Zak, Scott r would be able to answer your question more completely. My trials with the Bosch are very limited. I can say that when I notice the dough getting tied up in the center shaft of the bosch is when my dough is well hydrated and a relatively wet dough. As I knead this dough longer and the gluten starts to develop and strengthen, the dough will begin to dry up a bit and eventually it will come down into the bottom of othe bowl instead of getting hung up in the center.
A tearing threshold if I think I understand what you are referring to would be different for each batch of dough depending on the type of flour and hydration. I do know that the longer I knead dough in the bosch, the tighter the crumb structure becomes and the finished crumb tends to dry up a bit quicker if not eaten right away.
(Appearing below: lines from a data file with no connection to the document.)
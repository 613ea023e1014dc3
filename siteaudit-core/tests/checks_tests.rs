// Tests for the per-page check engine

use siteaudit_core::checks::{
    Checks, check_broken_links, check_description, check_headings, check_keywords,
    check_link_protocol, check_title, is_checked_path, phrase_matches,
};
use siteaudit_core::warning::WarningType;
use siteaudit_scanner::LinkVerifier;
use wiremock::matchers::{method, path};
use wiremock::{Mock, MockServer, ResponseTemplate};

const PAGE: &str = "https://x.com/";

fn strings(items: &[&str]) -> Vec<String> {
    items.iter().map(|s| s.to_string()).collect()
}

// ============================================================================
// Heading Tests
// ============================================================================

#[test]
fn test_headings_missing() {
    let warnings = check_headings(&[], PAGE);
    assert_eq!(warnings.get(WarningType::H1Missing), &[vec![PAGE.to_string()]]);
    assert_eq!(warnings.total(), 1);
}

#[test]
fn test_headings_multiple_carries_count() {
    let warnings = check_headings(&strings(&["A", "B"]), PAGE);
    assert_eq!(
        warnings.get(WarningType::H1Multiple),
        &[strings(&[PAGE, "2"])]
    );
    assert!(!warnings.contains(WarningType::H1Missing));
}

#[test]
fn test_headings_blank_text_is_missing() {
    let warnings = check_headings(&strings(&["   "]), PAGE);
    assert!(warnings.contains(WarningType::H1Missing));
    assert!(!warnings.contains(WarningType::H1Multiple));
}

#[test]
fn test_headings_multiple_with_blank() {
    let warnings = check_headings(&strings(&["Welcome", ""]), PAGE);
    assert!(warnings.contains(WarningType::H1Multiple));
    assert!(warnings.contains(WarningType::H1Missing));
}

#[test]
fn test_headings_single_is_clean() {
    assert!(check_headings(&strings(&["Welcome"]), PAGE).is_empty());
}

// ============================================================================
// Title / Description Length Tests
// ============================================================================

#[test]
fn test_title_missing() {
    let warnings = check_title("", PAGE);
    assert_eq!(warnings.get(WarningType::TitleMissing), &[vec![PAGE.to_string()]]);
}

#[test]
fn test_title_boundary_short() {
    let at_min = "a".repeat(30);
    let below = "a".repeat(29);

    assert!(check_title(&at_min, PAGE).is_empty());

    let warnings = check_title(&below, PAGE);
    assert_eq!(
        warnings.get(WarningType::TitleTooShort),
        &[vec![PAGE.to_string(), below.clone()]]
    );
}

#[test]
fn test_title_boundary_long() {
    let at_max = "a".repeat(65);
    let above = "a".repeat(66);

    assert!(check_title(&at_max, PAGE).is_empty());
    assert!(check_title(&above, PAGE).contains(WarningType::TitleTooLong));
}

#[test]
fn test_title_counts_characters_not_bytes() {
    // 30 two-byte characters
    let title = "é".repeat(30);
    assert!(check_title(&title, PAGE).is_empty());
}

#[test]
fn test_description_thresholds() {
    assert!(check_description("", PAGE).contains(WarningType::MetaDescriptionMissing));
    assert!(check_description(&"d".repeat(29), PAGE).contains(WarningType::MetaDescriptionTooShort));
    assert!(check_description(&"d".repeat(30), PAGE).is_empty());
    assert!(check_description(&"d".repeat(165), PAGE).is_empty());
    assert!(check_description(&"d".repeat(166), PAGE).contains(WarningType::MetaDescriptionTooLong));
}

#[test]
fn test_length_outcomes_are_exclusive() {
    let warnings = check_title("short", PAGE);
    assert_eq!(warnings.total(), 1);
    assert!(!warnings.contains(WarningType::TitleMissing));
    assert!(!warnings.contains(WarningType::TitleTooLong));
}

// ============================================================================
// Protocol Tests
// ============================================================================

#[test]
fn test_http_links_flagged() {
    let links = strings(&["http://a.com", "https://b.com"]);
    let warnings = check_link_protocol(&links, "https://x.com");

    assert_eq!(
        warnings.get(WarningType::HttpsToHttpLinks),
        &[strings(&["https://x.com", "http://a.com"])]
    );
}

#[test]
fn test_http_links_grouped_in_one_entry() {
    let links = strings(&["http://a.com/", "http://c.com/", "not a url"]);
    let warnings = check_link_protocol(&links, PAGE);

    let entries = warnings.get(WarningType::HttpsToHttpLinks);
    assert_eq!(entries.len(), 1);
    assert_eq!(entries[0], strings(&[PAGE, "http://a.com/", "http://c.com/"]));
}

#[test]
fn test_https_only_links_clean() {
    let links = strings(&["https://a.com", "mailto:x@y.z"]);
    assert!(check_link_protocol(&links, PAGE).is_empty());
}

// ============================================================================
// Keyword Tests
// ============================================================================

#[test]
fn test_phrase_needs_every_word() {
    assert!(phrase_matches("foo bar", "the bar is near the foo"));
    assert!(!phrase_matches("foo bar", "only foo here"));
}

#[test]
fn test_phrase_whole_word_case_insensitive() {
    assert!(phrase_matches("foo", "Foo, and more"));
    assert!(!phrase_matches("foo", "food and football"));
}

#[test]
fn test_phrase_with_regex_metacharacters() {
    assert!(phrase_matches("c.d", "we sell c.d players"));
    assert!(!phrase_matches("c.d", "we sell cxd players"));
}

#[test]
fn test_empty_phrase_never_matches() {
    assert!(!phrase_matches("", "anything"));
    assert!(!phrase_matches("   ", "anything"));
}

#[test]
fn test_check_keywords_counts_once_per_page() {
    let keywords = strings(&["rust", "fast crawler", "missing"]);
    let matches = check_keywords("Rust is fast. A crawler in rust.", &keywords);

    assert_eq!(matches.get("rust"), Some(&1));
    assert_eq!(matches.get("fast crawler"), Some(&1));
    assert_eq!(matches.get("missing"), None);
}

// ============================================================================
// Checked Path Tests
// ============================================================================

#[test]
fn test_checked_path_matches() {
    let checked = strings(&["/docs", "https://x.com/exact"]);

    assert!(is_checked_path("https://x.com/docs", &checked));
    assert!(is_checked_path("https://x.com/docs/intro", &checked));
    assert!(is_checked_path("https://x.com/exact", &checked));
    assert!(!is_checked_path("https://x.com/docs-old", &checked));
    assert!(!is_checked_path("https://x.com/other", &checked));
}

// ============================================================================
// Broken Link Tests
// ============================================================================

#[tokio::test]
async fn test_broken_links_single_entry_per_page() {
    let server = MockServer::start().await;
    Mock::given(method("GET"))
        .and(path("/ok"))
        .respond_with(ResponseTemplate::new(200))
        .mount(&server)
        .await;
    Mock::given(method("GET"))
        .and(path("/gone"))
        .respond_with(ResponseTemplate::new(404))
        .mount(&server)
        .await;
    Mock::given(method("GET"))
        .and(path("/broken"))
        .respond_with(ResponseTemplate::new(500))
        .mount(&server)
        .await;

    let base = server.uri();
    let links = vec![
        format!("{}/ok", base),
        format!("{}/gone", base),
        format!("{}/broken", base),
    ];

    let verifier = LinkVerifier::new().unwrap();
    let warnings = check_broken_links(&verifier, PAGE, &links, &[]).await;

    let entries = warnings.get(WarningType::LinksBroken);
    assert_eq!(entries.len(), 1);
    assert_eq!(
        entries[0],
        vec![PAGE.to_string(), format!("{}/gone", base), format!("{}/broken", base)]
    );
}

#[tokio::test]
async fn test_broken_links_skip_checked_paths() {
    let server = MockServer::start().await;
    Mock::given(method("GET"))
        .and(path("/private/a"))
        .respond_with(ResponseTemplate::new(404))
        .expect(0)
        .mount(&server)
        .await;

    let links = vec![format!("{}/private/a", server.uri())];
    let verifier = LinkVerifier::new().unwrap();
    let warnings =
        check_broken_links(&verifier, PAGE, &links, &strings(&["/private"])).await;

    assert!(warnings.is_empty());
    assert_eq!(verifier.probe_count(), 0);
}

// ============================================================================
// Checks Configuration Tests
// ============================================================================

#[test]
fn test_checks_default_all_enabled() {
    let checks = Checks::default();
    assert_eq!(checks, Checks::all());
}

#[test]
fn test_checks_missing_fields_default_enabled() {
    let checks: Checks = serde_json::from_str(r#"{"links": false}"#).unwrap();
    assert!(!checks.links);
    assert!(checks.headings);
    assert!(checks.security);
}

#[test]
fn test_checks_set_by_name() {
    let mut checks = Checks::none();
    assert!(checks.set("Title", true));
    assert!(checks.title);
    assert!(!checks.set("lighthouse", true));
}

#[test]
fn test_list_defaults() {
    let checks = Checks::list_defaults();
    assert!(!checks.links);
    assert!(!checks.images);
    assert!(checks.keywords);
}

#[test]
fn test_checks_are_idempotent() {
    let h1s = strings(&["A", "B", ""]);
    let first = check_headings(&h1s, PAGE);
    let second = check_headings(&h1s, PAGE);
    assert_eq!(
        serde_json::to_string(&first).unwrap(),
        serde_json::to_string(&second).unwrap()
    );
}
As far as doing too many S & F's, I like to cite a few of the pizzas I made as examples of too many S & Fs.
Here's another example of a dough that I reballed after it was cold fermented which lead to overgluten development.
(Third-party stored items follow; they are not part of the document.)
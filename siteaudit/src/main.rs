use colored::Colorize;
use commands::command_argument_builder;
use siteaudit::handlers::{handle_crawl, handle_list, handle_page, print_banner};
use tracing::Level;

mod commands;

#[tokio::main]
async fn main() {
    let cmd = command_argument_builder();
    let chosen_command = cmd.get_matches();
    let quiet = chosen_command.get_flag("quiet");
    let verbose = chosen_command.get_flag("verbose");

    tracing_subscriber::fmt()
        .with_max_level(if verbose { Level::DEBUG } else { Level::INFO })
        .with_writer(std::io::stderr)
        .init();

    if !quiet {
        print_banner();
    }

    let outcome = match chosen_command.subcommand() {
        Some(("crawl", primary_command)) => handle_crawl(primary_command, quiet).await,
        Some(("page", primary_command)) => handle_page(primary_command).await,
        Some(("list", primary_command)) => handle_list(primary_command, quiet).await,
        _ => unreachable!("clap should ensure we don't get here"),
    };

    if let Err(e) = outcome {
        eprintln!("{} {:#}", "✗".red().bold(), e);
        std::process::exit(1);
    }
}

pub const CLAP_STYLING: clap::builder::styling::Styles = clap::builder::styling::Styles::styled()
    .header(clap_cargo::style::HEADER)
    .usage(clap_cargo::style::USAGE)
    .literal(clap_cargo::style::LITERAL)
    .placeholder(clap_cargo::style::PLACEHOLDER)
    .error(clap_cargo::style::ERROR)
    .valid(clap_cargo::style::VALID)
    .invalid(clap_cargo::style::INVALID);
// Tests for the warning map model

use siteaudit_core::checks::{check_headings, check_link_protocol, check_title};
use siteaudit_core::warning::{WarningMap, WarningType};

fn page_warnings(url: &str, h1s: &[&str], title: &str, links: &[&str]) -> WarningMap {
    let h1s: Vec<String> = h1s.iter().map(|s| s.to_string()).collect();
    let links: Vec<String> = links.iter().map(|s| s.to_string()).collect();

    let mut warnings = WarningMap::new();
    warnings.extend(check_headings(&h1s, url));
    warnings.extend(check_title(title, url));
    warnings.extend(check_link_protocol(&links, url));
    warnings
}

#[test]
fn test_flatten_then_split_restores_pages() {
    let a = page_warnings("https://x.com/a", &[], "short", &["http://insecure.com"]);
    let b = page_warnings("https://x.com/b", &["One", "Two"], &"t".repeat(80), &[]);
    let c = page_warnings("https://x.com/c", &["Fine"], &"t".repeat(40), &[]);

    let flat = WarningMap::flatten([&a, &b, &c]);
    assert_eq!(flat.total(), a.total() + b.total() + c.total());

    let split = flat.split_by_page();
    assert_eq!(split.get("https://x.com/a"), Some(&a));
    assert_eq!(split.get("https://x.com/b"), Some(&b));
    // A page with no warnings has nothing to split back into
    assert!(c.is_empty());
    assert!(!split.contains_key("https://x.com/c"));
}

#[test]
fn test_flatten_preserves_page_order_per_type() {
    let a = page_warnings("https://x.com/a", &[], "", &[]);
    let b = page_warnings("https://x.com/b", &[], "", &[]);

    let flat = WarningMap::flatten([&b, &a]);
    let missing = flat.get(WarningType::H1Missing);

    assert_eq!(missing[0][0], "https://x.com/b");
    assert_eq!(missing[1][0], "https://x.com/a");
}

#[test]
fn test_split_keeps_duplicate_occurrences() {
    let mut map = WarningMap::new();
    map.push(WarningType::H1Missing, vec!["https://x.com/a".into()]);
    map.push(WarningType::H1Missing, vec!["https://x.com/a".into()]);

    let split = map.split_by_page();
    assert_eq!(split["https://x.com/a"].get(WarningType::H1Missing).len(), 2);
}

#[test]
fn test_same_input_same_bytes() {
    let first = page_warnings("https://x.com/", &["A", "B"], "tiny", &["http://a.com"]);
    let second = page_warnings("https://x.com/", &["A", "B"], "tiny", &["http://a.com"]);

    assert_eq!(
        serde_json::to_vec(&first).unwrap(),
        serde_json::to_vec(&second).unwrap()
    );
}

#[test]
fn test_collect_from_pairs() {
    let map: WarningMap = vec![
        (WarningType::TitleMissing, vec!["https://x.com/".to_string()]),
        (WarningType::TitleMissing, vec!["https://x.com/b".to_string()]),
    ]
    .into_iter()
    .collect();

    assert_eq!(map.get(WarningType::TitleMissing).len(), 2);
    assert_eq!(map.kinds().collect::<Vec<_>>(), vec![WarningType::TitleMissing]);
}

#[test]
fn test_deserialize_round_trip_through_json() {
    let map = page_warnings("https://x.com/", &[], "", &["http://a.com"]);
    let json = serde_json::to_string(&map).unwrap();
    let back: WarningMap = serde_json::from_str(&json).unwrap();
    assert_eq!(back, map);
}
You can read a few posts back if you want. This was an experimental dough that I made following Norma & Peter's Lehman dough with preferment recipe.
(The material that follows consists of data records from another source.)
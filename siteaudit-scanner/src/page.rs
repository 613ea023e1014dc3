use serde::{Deserialize, Serialize};

/// Content extracted from one rendered page. Immutable once produced.
#[derive(Debug, Clone, Default, PartialEq, Eq, Serialize, Deserialize)]
pub struct PageData {
    pub url: String,
    pub title: String,
    pub meta_description: String,
    pub body_text: String,
    /// H1 texts in document order, already trimmed.
    pub h1s: Vec<String>,
    /// Absolute outbound link targets in document order.
    pub links: Vec<String>,
}

impl PageData {
    pub fn new(url: String) -> Self {
        Self {
            url,
            ..Self::default()
        }
    }

    pub fn with_title(mut self, title: impl Into<String>) -> Self {
        self.title = title.into();
        self
    }

    pub fn with_meta_description(mut self, description: impl Into<String>) -> Self {
        self.meta_description = description.into();
        self
    }

    pub fn with_body_text(mut self, body: impl Into<String>) -> Self {
        self.body_text = body.into();
        self
    }

    pub fn with_h1s<I, S>(mut self, h1s: I) -> Self
    where
        I: IntoIterator<Item = S>,
        S: Into<String>,
    {
        self.h1s = h1s.into_iter().map(Into::into).collect();
        self
    }

    pub fn with_links<I, S>(mut self, links: I) -> Self
    where
        I: IntoIterator<Item = S>,
        S: Into<String>,
    {
        self.links = links.into_iter().map(Into::into).collect();
        self
    }

    /// Title and body joined the way the keyword check searches them.
    pub fn searchable_text(&self) -> String {
        format!("{} {}", self.title, self.body_text)
    }
}
use siteaudit_scanner::links::{DEFAULT_LINK_WORKERS, DEFAULT_MAX_REDIRECTS, DEFAULT_PROBE_TIMEOUT};
use siteaudit_scanner::{LinkVerifier, ScanError};
use std::time::Duration;
use tracing::warn;

pub const WORKERS_ENV: &str = "SITEAUDIT_WORKERS";
pub const TABS_ENV: &str = "SITEAUDIT_TABS";

pub const MAX_AUDIT_PAGES: usize = 20;
pub const DEFAULT_WORKERS: usize = 5;
pub const DEFAULT_LIST_TABS: usize = 2;
pub const DEFAULT_PAGE_TIMEOUT: Duration = Duration::from_secs(30);
pub const DEFAULT_POLL_INTERVAL: Duration = Duration::from_millis(50);
pub const DEFAULT_GRACE_PERIOD: Duration = Duration::from_millis(100);

/// Tunables for crawls and page-list audits.
#[derive(Debug, Clone, PartialEq, Eq)]
pub struct AuditConfig {
    pub workers: usize,
    pub page_cap: usize,
    pub page_timeout: Duration,
    pub poll_interval: Duration,
    pub grace_period: Duration,
    pub link_workers: usize,
    pub probe_timeout: Duration,
    pub max_redirects: usize,
    pub list_tabs: usize,
}

impl Default for AuditConfig {
    fn default() -> Self {
        Self {
            workers: DEFAULT_WORKERS,
            page_cap: MAX_AUDIT_PAGES,
            page_timeout: DEFAULT_PAGE_TIMEOUT,
            poll_interval: DEFAULT_POLL_INTERVAL,
            grace_period: DEFAULT_GRACE_PERIOD,
            link_workers: DEFAULT_LINK_WORKERS,
            probe_timeout: DEFAULT_PROBE_TIMEOUT,
            max_redirects: DEFAULT_MAX_REDIRECTS,
            list_tabs: DEFAULT_LIST_TABS,
        }
    }
}

impl AuditConfig {
    /// Defaults overridden by `SITEAUDIT_WORKERS` and `SITEAUDIT_TABS`.
    pub fn from_env() -> Self {
        Self::from_lookup(|key| std::env::var(key).ok())
    }

    pub fn from_lookup<F>(lookup: F) -> Self
    where
        F: Fn(&str) -> Option<String>,
    {
        let mut config = Self::default();

        if let Some(workers) = positive_setting(&lookup, WORKERS_ENV) {
            config.workers = workers;
        }
        if let Some(tabs) = positive_setting(&lookup, TABS_ENV) {
            config.list_tabs = tabs;
        }

        config
    }

    pub fn with_workers(mut self, workers: usize) -> Self {
        self.workers = workers.max(1);
        self
    }

    pub fn with_page_cap(mut self, page_cap: usize) -> Self {
        self.page_cap = page_cap.max(1);
        self
    }

    pub fn with_page_timeout(mut self, timeout: Duration) -> Self {
        self.page_timeout = timeout;
        self
    }

    pub fn with_poll_interval(mut self, interval: Duration) -> Self {
        self.poll_interval = interval;
        self
    }

    pub fn with_grace_period(mut self, grace: Duration) -> Self {
        self.grace_period = grace;
        self
    }

    pub fn with_probe_timeout(mut self, timeout: Duration) -> Self {
        self.probe_timeout = timeout;
        self
    }

    pub fn with_list_tabs(mut self, tabs: usize) -> Self {
        self.list_tabs = tabs.max(1);
        self
    }

    /// A fresh verifier whose cache lives as long as the returned value.
    pub fn link_verifier(&self) -> Result<LinkVerifier, ScanError> {
        LinkVerifier::with_settings(self.link_workers, self.probe_timeout, self.max_redirects)
    }
}

fn positive_setting<F>(lookup: &F, key: &str) -> Option<usize>
where
    F: Fn(&str) -> Option<String>,
{
    let raw = lookup(key)?;
    match raw.trim().parse::<usize>() {
        Ok(value) if value > 0 => Some(value),
        _ => {
            warn!("Ignoring {}={:?}: expected a positive integer", key, raw);
            None
        }
    }
}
Balling after cold fermentation is generally undesireable but not always. It just really depends on where the gluten development is at that time. If the dough is too slack and will benefit from a quick reball, then it's justifiable and needed. If not, then it will do more harm than good. But it's through these mistakes that teach us the difference between when it's not enough and too much. No amount of trying different recipes or techniques will teach us this. If anything it will only serve to cloud the picture and make learning slower. For anyone wanting to improve their ovenspring, it's really important to focus on gluten development and hydration ratios. A balance of those 2 factors and the baking environment will get you there.